Cuando los organoides con el gen arcaico fueron expuestos a pequeñas dosis de plomo (similares a las que podrían haberse producido de forma natural en el pasado), comenzaron a mostrar patrones anómalos de desarrollo: deficiente conectividad sináptica, menor proliferación celular y afectación directa de genes relacionados con el lenguaje. En cambio, los organoides con el NOVA1 moderno resistieron mucho mejor la toxicidad del plomo.
Uno de los genes afectados de forma notable fue FOXP2, bien conocido por su papel en la adquisición del lenguaje y las habilidades comunicativas. Aunque este gen es idéntico en neandertales y humanos actuales, la forma en la que se activa y regula parece depender de NOVA1. Y aquí entra la hipótesis central del estudio: la variante moderna de NOVA1 habría permitido a los Homo sapiens resistir mejor los efectos neurológicos del plomo, facilitando así el desarrollo del lenguaje y la cohesión social.

¿Una ventaja evolutiva frente a los neandertales?
La implicación es tan provocadora como fascinante. Si el lenguaje fue una herramienta clave para organizar sociedades complejas, cooperar en grupo y transmitir conocimientos, es posible que esta ventaja genética haya marcado la diferencia en un mundo compartido por distintas especies humanas.
Mientras los neandertales y otras ramas del árbol evolutivo humano sufrían con mayor intensidad los efectos del plomo en el desarrollo cerebral, los Homo sapiens podrían haber disfrutado de una ligera pero significativa ventaja neurológica. Esa ventaja, multiplicada a lo largo de generaciones, podría haber inclinado la balanza de la supervivencia en nuestro favor.
La paradoja es inquietante. Un elemento tóxico, responsable de innumerables enfermedades y trastornos cognitivos en la actualidad, pudo haber sido uno de los motores ocultos de nuestra evolución intelectual. La lucha constante contra el plomo —aunque no consciente, por supuesto— pudo haber empujado al organismo humano a desarrollar defensas moleculares más eficientes, seleccionando favorablemente a aquellos con mayor resistencia a su impacto neurotóxico.
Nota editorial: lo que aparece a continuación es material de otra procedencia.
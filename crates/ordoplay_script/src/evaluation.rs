// SPDX-License-Identifier: MIT OR Apache-2.0
//! Node evaluation contract.
//!
//! A [`NodeBehavior`] is bound to every node of a graph. The interpreter hands it
//! a [`NodeContext`] that exposes the node's slots by index, the frame clock and
//! the choice of which execution output to follow next.

use crate::node::{Node, NodeId};
use crate::port::{EntityId, PortType, PortValue};

/// Outcome of a single evaluation
#[derive(Debug, Clone, Copy, PartialEq, Eq, Default)]
pub enum ProcessingStatus {
    /// The node is done, the walk may advance
    #[default]
    Finished,
    /// The node needs to be evaluated again on the next tick
    Unfinished,
}

impl ProcessingStatus {
    /// Check if the node is done
    pub fn is_finished(&self) -> bool {
        matches!(self, Self::Finished)
    }
}

/// Simulation clock visible to nodes
#[derive(Debug, Clone, Copy, PartialEq, Default)]
pub struct FrameTime {
    /// Number of ticks advanced so far
    pub frame: u64,
    /// Seconds covered by the current tick
    pub delta: f32,
    /// Seconds since the script started
    pub elapsed: f32,
}

impl FrameTime {
    /// Move the clock forward by one tick
    pub fn advance(&mut self, delta: f32) {
        self.frame += 1;
        self.delta = delta;
        self.elapsed += delta;
    }
}

/// Access to a node's slots during evaluation
pub struct NodeContext<'a> {
    node: &'a mut Node,
    time: FrameTime,
    next_exec: Option<usize>,
}

impl<'a> NodeContext<'a> {
    /// Create a context for one evaluation of `node`
    pub fn new(node: &'a mut Node, time: FrameTime) -> Self {
        let next_exec = node.default_exec_output();
        Self {
            node,
            time,
            next_exec,
        }
    }

    /// ID of the node being evaluated
    pub fn id(&self) -> NodeId {
        self.node.id
    }

    /// Display name of the node being evaluated
    pub fn name(&self) -> &str {
        &self.node.name
    }

    /// Simulation clock
    pub fn time(&self) -> FrameTime {
        self.time
    }

    /// Value of an input slot (connected value, else default)
    pub fn input(&self, slot: usize) -> Option<&PortValue> {
        self.node.inputs.get(slot).and_then(|p| p.current())
    }

    /// Required float input
    pub fn input_float(&self, slot: usize) -> Result<f32, EvaluationError> {
        let value = self.require(slot)?;
        value.as_float().ok_or_else(|| self.mismatch(slot, PortType::Float))
    }

    /// Required integer input
    pub fn input_int(&self, slot: usize) -> Result<i32, EvaluationError> {
        let value = self.require(slot)?;
        value.as_int().ok_or_else(|| self.mismatch(slot, PortType::Int))
    }

    /// Required boolean input
    pub fn input_bool(&self, slot: usize) -> Result<bool, EvaluationError> {
        let value = self.require(slot)?;
        value.as_bool().ok_or_else(|| self.mismatch(slot, PortType::Bool))
    }

    /// Optional text input, any value is rendered as text
    pub fn input_text(&self, slot: usize) -> Option<String> {
        self.input(slot).map(ToString::to_string)
    }

    /// Optional entity input
    pub fn input_entity(&self, slot: usize) -> Option<EntityId> {
        self.input(slot).and_then(PortValue::as_entity)
    }

    /// Write a value into an output slot
    pub fn set_output(&mut self, slot: usize, value: PortValue) {
        if let Some(port) = self.node.outputs.get_mut(slot) {
            port.value = Some(value);
        }
    }

    /// Choose the execution output to follow once this evaluation finishes
    pub fn follow(&mut self, slot: usize) {
        self.next_exec = Some(slot);
    }

    /// Execution output chosen so far
    pub fn chosen_exec(&self) -> Option<usize> {
        self.next_exec
    }

    fn require(&self, slot: usize) -> Result<&PortValue, EvaluationError> {
        self.input(slot).ok_or_else(|| EvaluationError::MissingInput {
            node: self.node.id,
            port: self.port_name(slot),
        })
    }

    fn mismatch(&self, slot: usize, expected: PortType) -> EvaluationError {
        EvaluationError::TypeMismatch {
            node: self.node.id,
            port: self.port_name(slot),
            expected,
        }
    }

    fn port_name(&self, slot: usize) -> String {
        self.node
            .inputs
            .get(slot)
            .map_or_else(|| format!("#{slot}"), |p| p.name.clone())
    }
}

/// Runtime behavior bound to a node
pub trait NodeBehavior {
    /// Evaluate the node: read inputs, act, write outputs
    fn evaluate(&mut self, ctx: &mut NodeContext<'_>) -> Result<ProcessingStatus, EvaluationError>;

    /// Clear multi-tick progress
    fn reset(&mut self) {}
}

/// Error raised by a node's own evaluation
#[derive(Debug, thiserror::Error)]
pub enum EvaluationError {
    /// Node not found
    #[error("Node not found: {0:?}")]
    NodeNotFound(NodeId),

    /// Node has no bound behavior
    #[error("No behavior bound to node {0:?}")]
    Unbound(NodeId),

    /// Missing required input
    #[error("Missing required input '{port}' on node {node:?}")]
    MissingInput {
        /// Node being evaluated
        node: NodeId,
        /// Field name of the input
        port: String,
    },

    /// Input holds a value of the wrong type
    #[error("Input '{port}' on node {node:?} is not {expected:?}")]
    TypeMismatch {
        /// Node being evaluated
        node: NodeId,
        /// Field name of the input
        port: String,
        /// Type the node asked for
        expected: PortType,
    },

    /// Custom error
    #[error("{0}")]
    Custom(String),
}

#[cfg(test)]
mod tests {
    use super::*;
    use crate::node::{NodeCategory, NodeType};
    use crate::port::Port;

    fn sample_node() -> Node {
        Node::new(&NodeType {
            id: "sample".to_string(),
            name: "Sample".to_string(),
            category: NodeCategory::Action,
            description: String::new(),
            inputs: vec![
                Port::input("Exec", PortType::Exec),
                Port::input("Amount", PortType::Int).with_default(PortValue::Int(3)),
                Port::input("Flag", PortType::Bool),
            ],
            outputs: vec![
                Port::output("Then", PortType::Exec),
                Port::output("Else", PortType::Exec),
                Port::output("Result", PortType::Float),
            ],
        })
    }

    #[test]
    fn test_inputs_and_errors() {
        let mut node = sample_node();
        let ctx = NodeContext::new(&mut node, FrameTime::default());
        assert_eq!(ctx.input_int(1).unwrap(), 3);
        assert_eq!(ctx.input_float(1).unwrap(), 3.0);
        assert!(matches!(ctx.input_bool(2), Err(EvaluationError::MissingInput { .. })));
        assert!(matches!(ctx.input_bool(1), Err(EvaluationError::TypeMismatch { .. })));
        assert_eq!(ctx.input_text(1).as_deref(), Some("3"));
    }

    #[test]
    fn test_outputs_and_follow() {
        let mut node = sample_node();
        {
            let mut ctx = NodeContext::new(&mut node, FrameTime::default());
            assert_eq!(ctx.chosen_exec(), Some(0));
            ctx.follow(1);
            ctx.set_output(2, PortValue::Float(1.5));
            assert_eq!(ctx.chosen_exec(), Some(1));
        }
        assert_eq!(node.outputs[2].value, Some(PortValue::Float(1.5)));
    }

    #[test]
    fn test_clock_advance() {
        let mut time = FrameTime::default();
        time.advance(0.5);
        time.advance(0.25);
        assert_eq!(time.frame, 2);
        assert_eq!(time.delta, 0.25);
        assert_eq!(time.elapsed, 0.75);
    }
}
Este descubrimiento no exime al plomo de su peligrosidad. Ni en el pasado ni ahora. Las cifras actuales siguen siendo alarmantes: uno de cada tres niños en el mundo presenta niveles de plomo en sangre por encima del umbral considerado seguro. Pero sí ofrece una nueva perspectiva evolutiva: el ser humano moderno no solo sobrevivió a entornos adversos, sino que, en parte, se forjó a través de ellos.

Un nuevo capítulo en la historia humana
La investigación, liderada por Renaud Joannes-Boyau, Manish Arora y Alysson Muotri, reúne pruebas fósiles, moleculares y celulares para trazar una narrativa integradora que conecta la prehistoria con los retos de salud actuales. Es un ejemplo fascinante de cómo la arqueología, la genética y la neurociencia pueden combinarse para arrojar nueva luz sobre el origen de nuestra especie.
Aunque todavía queda mucho por investigar —como ampliar el número de fósiles o estudiar el impacto de otros contaminantes naturales—, este hallazgo ya está generando debate en la comunidad científica. Algunos expertos lo consideran demasiado especulativo. Otros lo ven como una hipótesis audaz y prometedora, capaz de abrir nuevas líneas de investigación sobre los factores ambientales que moldearon la mente humana.
Sea como fuere, el estudio nos invita a mirar hacia atrás no solo con curiosidad, sino también con humildad. Porque, como demuestra esta historia escrita en dientes fósiles, el camino hacia la inteligencia humana no fue limpio, ni fácil, ni libre de toxinas. Fue una historia de adaptación, de pequeños cambios genéticos... y de supervivencia ante un mundo que no siempre fue amable con nosotros.
El estudio ha sido publicado en Science Advances.